From the description of pin 1, it seems they are implying that I need to be supplying the 800mV, like I need to supply the 100μA of current. But how would I do that when they show the pin tied to ground through a cap and a resistor?

Right now, my board is otherwise complete and ready for fab, but I am loathe to write that check until I'm sure the device will work. I have the parts, but they are all extremely tiny fine-pitch surface-mount parts that are difficult to bread-board without breakout boards...

So: What will the behavior of this part be if laid out like their schematic? Can I leave it as it is? Does the description simply provide some details in case I want more granular control over the charging process?
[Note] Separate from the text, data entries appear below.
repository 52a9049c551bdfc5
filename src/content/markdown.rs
//! Markdown rendering with syntax highlighting

use anyhow::Result;
use pulldown_cmark::{html, CodeBlockKind, CowStr, Event, Options, Parser, Tag, TagEnd};
use syntect::highlighting::{Theme, ThemeSet};
use syntect::html::highlighted_html_for_string;
use syntect::parsing::SyntaxSet;

use crate::helpers::html_escape;

/// Markdown renderer with syntax highlighting
pub struct MarkdownRenderer {
    syntax_set: SyntaxSet,
    theme_set: ThemeSet,
    theme_name: String,
    line_numbers: bool,
}

/// A fenced or indented code block collected while walking the event stream
struct CodeBlock {
    lang: Option<String>,
    code: String,
}

impl MarkdownRenderer {
    /// Create a new markdown renderer
    pub fn new() -> Self {
        Self::with_options("base16-ocean.dark", false)
    }

    /// Create with custom settings
    pub fn with_options(theme: &str, line_numbers: bool) -> Self {
        Self {
            syntax_set: SyntaxSet::load_defaults_newlines(),
            theme_set: ThemeSet::load_defaults(),
            theme_name: theme.to_string(),
            line_numbers,
        }
    }

    /// Render markdown to HTML
    pub fn render(&self, markdown: &str) -> Result<String> {
        // YAML metadata blocks stay off: front-matter is stripped beforehand
        let options = Options::ENABLE_TABLES
            | Options::ENABLE_FOOTNOTES
            | Options::ENABLE_STRIKETHROUGH
            | Options::ENABLE_TASKLISTS
            | Options::ENABLE_SMART_PUNCTUATION
            | Options::ENABLE_HEADING_ATTRIBUTES
            | Options::ENABLE_GFM;
        let parser = Parser::new_ext(markdown, options);

        let mut events: Vec<Event> = Vec::new();
        let mut block: Option<CodeBlock> = None;

        for event in parser {
            match event {
                Event::Start(Tag::CodeBlock(kind)) if block.is_none() => {
                    let lang = match kind {
                        CodeBlockKind::Fenced(info) => info
                            .split_whitespace()
                            .next()
                            .map(str::to_string),
                        CodeBlockKind::Indented => None,
                    };
                    block = Some(CodeBlock {
                        lang,
                        code: String::new(),
                    });
                }
                Event::Text(text) if block.is_some() => {
                    if let Some(current) = block.as_mut() {
                        current.code.push_str(&text);
                    }
                }
                Event::End(TagEnd::CodeBlock) => {
                    if let Some(done) = block.take() {
                        let highlighted = self.highlight_code(&done.code, done.lang.as_deref());
                        events.push(Event::Html(CowStr::from(highlighted)));
                    }
                }
                event if block.is_none() => events.push(event),
                _ => {}
            }
        }

        let mut html_output = String::new();
        html::push_html(&mut html_output, events.into_iter());

        Ok(html_output)
    }

    fn theme(&self) -> Option<&Theme> {
        self.theme_set
            .themes
            .get(&self.theme_name)
            .or_else(|| self.theme_set.themes.values().next())
    }

    /// Highlight a code block, falling back to escaped plain text
    fn highlight_code(&self, code: &str, lang: Option<&str>) -> String {
        let lang = lang.unwrap_or("text");

        let syntax = self
            .syntax_set
            .find_syntax_by_token(lang)
            .or_else(|| self.syntax_set.find_syntax_by_extension(lang))
            .unwrap_or_else(|| self.syntax_set.find_syntax_plain_text());

        let highlighted = self
            .theme()
            .and_then(|theme| highlighted_html_for_string(code, &self.syntax_set, syntax, theme).ok());

        match highlighted {
            Some(html) if self.line_numbers => with_line_numbers(&html, lang),
            Some(html) => format!(r#"<figure class="highlight {}">{}</figure>"#, lang, html),
            None => format!(
                r#"<pre><code class="language-{}">{}</code></pre>"#,
                lang,
                html_escape(code)
            ),
        }
    }
}

impl Default for MarkdownRenderer {
    fn default() -> Self {
        Self::new()
    }
}

/// Wrap highlighted code in a two-column table with a line number gutter
fn with_line_numbers(code: &str, lang: &str) -> String {
    let gutter = (1..=code.lines().count())
        .map(|n| format!(r#"<span class="line-number">{}</span>"#, n))
        .collect::<Vec<_>>()
        .join("\n");

    format!(
        r#"<figure class="highlight {}"><table><tr><td class="gutter"><pre>{}</pre></td><td class="code">{}</td></tr></table></figure>"#,
        lang, gutter, code
    )
}
//! Clean the public directory

use anyhow::Result;
use std::fs;

use crate::Blog;

/// Remove the generated output
pub fn run(blog: &Blog) -> Result<()> {
    if blog.public_dir.exists() {
        fs::remove_dir_all(&blog.public_dir)?;
        tracing::info!("Deleted: {:?}", blog.public_dir);
    } else {
        tracing::debug!("Nothing to clean at {:?}", blog.public_dir);
    }

    Ok(())
}
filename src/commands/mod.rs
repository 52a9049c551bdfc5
//! CLI command implementations

pub mod clean;
pub mod generate;
pub mod init;
pub mod list;
pub mod new;
//! balasolu-blog: static generator for the Balanced Solutions Software blog
//!
//! Posts are markdown files with front-matter. They are loaded into
//! [`content::ContentEntry`] values, ordered newest first by
//! [`feed::render_feed`], and written out as HTML with embedded Tera
//! templates.

pub mod commands;
pub mod config;
pub mod content;
pub mod feed;
pub mod generator;
pub mod helpers;
pub mod server;
pub mod templates;

use anyhow::Result;
use std::path::{Path, PathBuf};

/// A blog site rooted at a directory
#[derive(Debug, Clone)]
pub struct Blog {
    /// Site configuration
    pub config: config::SiteConfig,
    /// Base directory
    pub base_dir: PathBuf,
    /// Content directory
    pub source_dir: PathBuf,
    /// Public (output) directory
    pub public_dir: PathBuf,
    /// Analytics id injected by the caller, reapplied on reload
    analytics_id: Option<String>,
}

impl Blog {
    /// Open a site, reading `_config.yml` when present
    pub fn new<P: AsRef<Path>>(base_dir: P) -> Result<Self> {
        let config_path = base_dir.as_ref().join("_config.yml");

        let config = if config_path.exists() {
            config::SiteConfig::load(&config_path)?
        } else {
            config::SiteConfig::default()
        };

        Ok(Self::with_config(base_dir, config))
    }

    /// Open a site and inject an analytics id resolved by the caller.
    ///
    /// The id survives [`Blog::reload`], so config edits picked up by the
    /// watcher keep it.
    pub fn open<P: AsRef<Path>>(base_dir: P, analytics_id: Option<String>) -> Result<Self> {
        let blog = Self::new(base_dir)?;
        let config = blog.config.with_analytics_id(analytics_id.clone());
        let mut blog = Self::with_config(&blog.base_dir, config);
        blog.analytics_id = analytics_id;
        Ok(blog)
    }

    /// Re-read `_config.yml` from disk
    pub fn reload(&self) -> Result<Self> {
        Self::open(&self.base_dir, self.analytics_id.clone())
    }

    /// Open a site with an already-built configuration
    pub fn with_config<P: AsRef<Path>>(base_dir: P, config: config::SiteConfig) -> Self {
        let base_dir = base_dir.as_ref().to_path_buf();
        let source_dir = base_dir.join(&config.source_dir);
        let public_dir = base_dir.join(&config.public_dir);

        Self {
            config,
            base_dir,
            source_dir,
            public_dir,
            analytics_id: None,
        }
    }

    /// Directory holding post files
    pub fn posts_dir(&self) -> PathBuf {
        self.source_dir.join(&self.config.posts_dir)
    }

    /// Directory copied verbatim into the output
    pub fn static_dir(&self) -> PathBuf {
        self.base_dir.join(&self.config.static_dir)
    }

    /// Path of the site configuration file
    pub fn config_path(&self) -> PathBuf {
        self.base_dir.join("_config.yml")
    }

    /// Generate the static site
    pub fn generate(&self) -> Result<()> {
        commands::generate::run(self)
    }

    /// Clean the public directory
    pub fn clean(&self) -> Result<()> {
        commands::clean::run(self)
    }
}

#[cfg(test)]
mod tests {
    use super::*;
    use std::fs;
    use tempfile::TempDir;

    #[test]
    fn test_default_layout() {
        let dir = TempDir::new().unwrap();
        let blog = Blog::new(dir.path()).unwrap();
        assert_eq!(blog.source_dir, dir.path().join("content"));
        assert_eq!(blog.posts_dir(), dir.path().join("content/posts"));
        assert_eq!(blog.public_dir, dir.path().join("public"));
        assert_eq!(blog.static_dir(), dir.path().join("static"));
    }

    #[test]
    fn test_config_dirs() {
        let dir = TempDir::new().unwrap();
        fs::write(
            dir.path().join("_config.yml"),
            "source_dir: src\npublic_dir: out\nposts_dir: blog\n",
        )
        .unwrap();
        let blog = Blog::new(dir.path()).unwrap();
        assert_eq!(blog.posts_dir(), dir.path().join("src/blog"));
        assert_eq!(blog.public_dir, dir.path().join("out"));
    }

    #[test]
    fn test_injected_analytics_survives_reload() {
        let dir = TempDir::new().unwrap();
        let blog = Blog::open(dir.path(), Some("G-INJECTED".to_string())).unwrap();
        assert_eq!(
            blog.config.analytics.measurement_id.as_deref(),
            Some("G-INJECTED")
        );

        fs::write(dir.path().join("_config.yml"), "title: Changed\n").unwrap();
        let reloaded = blog.reload().unwrap();
        assert_eq!(reloaded.config.title, "Changed");
        assert_eq!(
            reloaded.config.analytics.measurement_id.as_deref(),
            Some("G-INJECTED")
        );
    }

    #[test]
    fn test_invalid_config_is_an_error() {
        let dir = TempDir::new().unwrap();
        fs::write(dir.path().join("_config.yml"), "feed_limit: [1, 2\n").unwrap();
        assert!(Blog::new(dir.path()).is_err());
    }
}
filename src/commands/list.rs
//! List posts in feed order

use anyhow::Result;

use crate::content::loader::ContentLoader;
use crate::content::ContentEntry;
use crate::feed;
use crate::Blog;

/// Print every post the way the index orders them
pub fn run(blog: &Blog) -> Result<()> {
    let entries = ContentLoader::new(blog).load_entries()?;
    let lines = format_listing(&entries);

    println!("Posts ({}):", entries.len());
    for line in lines {
        println!("  {}", line);
    }

    Ok(())
}

/// One line per post: date, title, link
pub fn format_listing(entries: &[ContentEntry]) -> Vec<String> {
    feed::sorted_entries(entries)
        .into_iter()
        .map(|entry| {
            let date = feed::sort_key(entry)
                .map(|dt| dt.format("%Y-%m-%d").to_string())
                .unwrap_or_else(|| "----------".to_string());
            format!("{} - {} [{}]", date, entry.title, entry.slug)
        })
        .collect()
}
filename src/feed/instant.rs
//! Date string to comparable instant

use chrono::{DateTime, NaiveDate, NaiveDateTime, Utc};

/// Date-time layouts carrying an explicit offset
const OFFSET_DATETIME_FORMATS: &[&str] = &[
    "%Y-%m-%dT%H:%M:%S%z",
    "%Y-%m-%dT%H:%M:%S%.f%z",
    "%Y-%m-%d %H:%M:%S%z",
    "%Y-%m-%d %H:%M:%S %z",
    "%Y-%m-%d %H:%M:%S%.f %z",
    "%Y/%m/%d %H:%M:%S %z",
];

/// Date-time layouts accepted without an explicit offset
const NAIVE_DATETIME_FORMATS: &[&str] = &[
    "%Y-%m-%d %H:%M:%S",
    "%Y/%m/%d %H:%M:%S",
    "%Y-%m-%d %H:%M",
    "%Y/%m/%d %H:%M",
    "%Y-%m-%dT%H:%M:%S",
    "%Y-%m-%dT%H:%M:%S%.f",
    "%Y-%m-%dT%H:%M",
];

/// Date-only layouts, read as midnight
const DATE_FORMATS: &[&str] = &["%Y-%m-%d", "%Y/%m/%d", "%B %d, %Y", "%b %d, %Y", "%d %B %Y"];

/// Parse a front-matter date into an instant.
///
/// Strings without an offset are read as UTC so the same input always
/// yields the same instant regardless of the machine's timezone. Returns
/// `None` for anything unrecognised, including the empty string.
pub fn parse_instant(s: &str) -> Option<DateTime<Utc>> {
    let s = s.trim();
    if s.is_empty() {
        return None;
    }

    if let Ok(dt) = DateTime::parse_from_rfc3339(s) {
        return Some(dt.with_timezone(&Utc));
    }

    if let Ok(dt) = DateTime::parse_from_rfc2822(s) {
        return Some(dt.with_timezone(&Utc));
    }

    for fmt in OFFSET_DATETIME_FORMATS {
        if let Ok(dt) = DateTime::parse_from_str(s, fmt) {
            return Some(dt.with_timezone(&Utc));
        }
    }

    for fmt in NAIVE_DATETIME_FORMATS {
        if let Ok(dt) = NaiveDateTime::parse_from_str(s, fmt) {
            return Some(dt.and_utc());
        }
    }

    for fmt in DATE_FORMATS {
        if let Ok(d) = NaiveDate::parse_from_str(s, fmt) {
            return d.and_hms_opt(0, 0, 0).map(|dt| dt.and_utc());
        }
    }

    // Bare year, e.g. `date: 2023`
    if s.len() == 4 && s.chars().all(|c| c.is_ascii_digit()) {
        let year = s.parse().ok()?;
        return NaiveDate::from_ymd_opt(year, 1, 1)?
            .and_hms_opt(0, 0, 0)
            .map(|dt| dt.and_utc());
    }

    None
}
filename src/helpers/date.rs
//! Date helper functions

use chrono::{DateTime, TimeZone};

/// Format a date using a Moment.js-style format string
///
/// # Examples
/// ```ignore
/// format_date(&date, "YYYY-MM-DD") // -> "2024-01-15"
/// ```
pub fn format_date<Tz: TimeZone>(date: &DateTime<Tz>, format: &str) -> String
where
    Tz::Offset: std::fmt::Display,
{
    date.format(&moment_to_chrono_format(format)).to_string()
}

/// Format a date in ISO 8601 / XML format
pub fn date_xml<Tz: TimeZone>(date: &DateTime<Tz>) -> String
where
    Tz::Offset: std::fmt::Display,
{
    date.format("%Y-%m-%dT%H:%M:%S%:z").to_string()
}

/// Convert Moment.js tokens to chrono specifiers.
///
/// Longer tokens are replaced first so `MMMM` never turns into two `MM`s.
fn moment_to_chrono_format(format: &str) -> String {
    let replacements = [
        ("YYYY", "%Y"),
        ("YY", "%y"),
        ("MMMM", "%B"),
        ("MMM", "%b"),
        ("MM", "%m"),
        ("DDDD", "%j"),
        ("DD", "%d"),
        ("Do", "%-d"),
        ("HH", "%H"),
        ("hh", "%I"),
        ("mm", "%M"),
        ("ss", "%S"),
        ("dddd", "%A"),
        ("ddd", "%a"),
        ("ZZ", "%z"),
    ];

    replacements
        .iter()
        .fold(format.to_string(), |acc, (from, to)| acc.replace(from, to))
}
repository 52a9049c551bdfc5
//! Generate static files

use anyhow::Result;
use notify::Watcher;
use std::sync::mpsc::{channel, RecvTimeoutError};
use std::time::{Duration, Instant};

use crate::content::loader::ContentLoader;
use crate::generator::{GenerateSummary, Generator};
use crate::Blog;

/// Generate the static site
pub fn run(blog: &Blog) -> Result<()> {
    run_with_summary(blog).map(|_| ())
}

/// Generate and report what was written
pub fn run_with_summary(blog: &Blog) -> Result<GenerateSummary> {
    let start = Instant::now();

    let entries = ContentLoader::new(blog).load_entries()?;
    tracing::info!("Loaded {} posts", entries.len());

    let summary = Generator::new(blog)?.generate(&entries)?;

    tracing::info!(
        "Generated {} posts and {} assets in {:.2}s",
        summary.posts,
        summary.assets,
        start.elapsed().as_secs_f64()
    );

    Ok(summary)
}

/// Watch content, static files and config, regenerating on change
pub async fn watch(blog: &Blog) -> Result<()> {
    let (tx, rx) = channel();

    let mut watcher = notify::recommended_watcher(move |res| {
        if let Ok(event) = res {
            let _ = tx.send(event);
        }
    })?;

    if blog.source_dir.exists() {
        watcher.watch(&blog.source_dir, notify::RecursiveMode::Recursive)?;
    }
    let static_dir = blog.static_dir();
    if static_dir.exists() {
        watcher.watch(&static_dir, notify::RecursiveMode::Recursive)?;
    }
    let config_path = blog.config_path();
    if config_path.exists() {
        watcher.watch(&config_path, notify::RecursiveMode::NonRecursive)?;
    }

    tracing::info!("Watching for changes. Press Ctrl+C to stop.");

    let mut last_rebuild = Instant::now();

    loop {
        match rx.recv_timeout(Duration::from_millis(100)) {
            Ok(_event) => {
                // Editors fire bursts of events per save
                if last_rebuild.elapsed() > Duration::from_millis(500) {
                    tracing::info!("File changed, regenerating...");
                    if let Err(e) = blog.reload().and_then(|fresh| run(&fresh)) {
                        tracing::error!("Generation failed: {}", e);
                    }
                    last_rebuild = Instant::now();
                }
            }
            Err(RecvTimeoutError::Timeout) => {}
            Err(RecvTimeoutError::Disconnected) => break,
        }
    }

    Ok(())
}

#[cfg(test)]
mod tests {
    use super::*;
    use std::fs;
    use tempfile::TempDir;

    #[test]
    fn test_run_with_summary() {
        let dir = TempDir::new().unwrap();
        let posts = dir.path().join("content/posts");
        fs::create_dir_all(&posts).unwrap();
        fs::write(posts.join("a.md"), "---\ntitle: A\ndate: 2023-01-01\n---\nHi\n").unwrap();

        let blog = Blog::new(dir.path()).unwrap();
        let summary = run_with_summary(&blog).unwrap();
        assert_eq!(summary.posts, 1);
        assert!(blog.public_dir.join("posts/a/index.html").exists());
    }

    #[test]
    fn test_duplicate_slugs_fail_generation() {
        let dir = TempDir::new().unwrap();
        let posts = dir.path().join("content/posts");
        fs::create_dir_all(&posts).unwrap();
        fs::write(posts.join("a.md"), "---\ntitle: A\nslug: /x\n---\n").unwrap();
        fs::write(posts.join("b.md"), "---\ntitle: B\nslug: /x\n---\n").unwrap();

        let blog = Blog::new(dir.path()).unwrap();
        assert!(run(&blog).is_err());
        assert!(!blog.public_dir.join("index.html").exists());
    }
}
Any assistance will be hugely appreciated! Thanks!

The data sheet can be found here


1 Answer 1


The 100µA current source on the COMP pin is internal to the part -- see the block diagram on page 9 of the datasheet. This means that the soft-start time is controlled by the value of the capacitor in the RC network connected to the pin -- there's no need to inject an external current into COMP for such a basic function.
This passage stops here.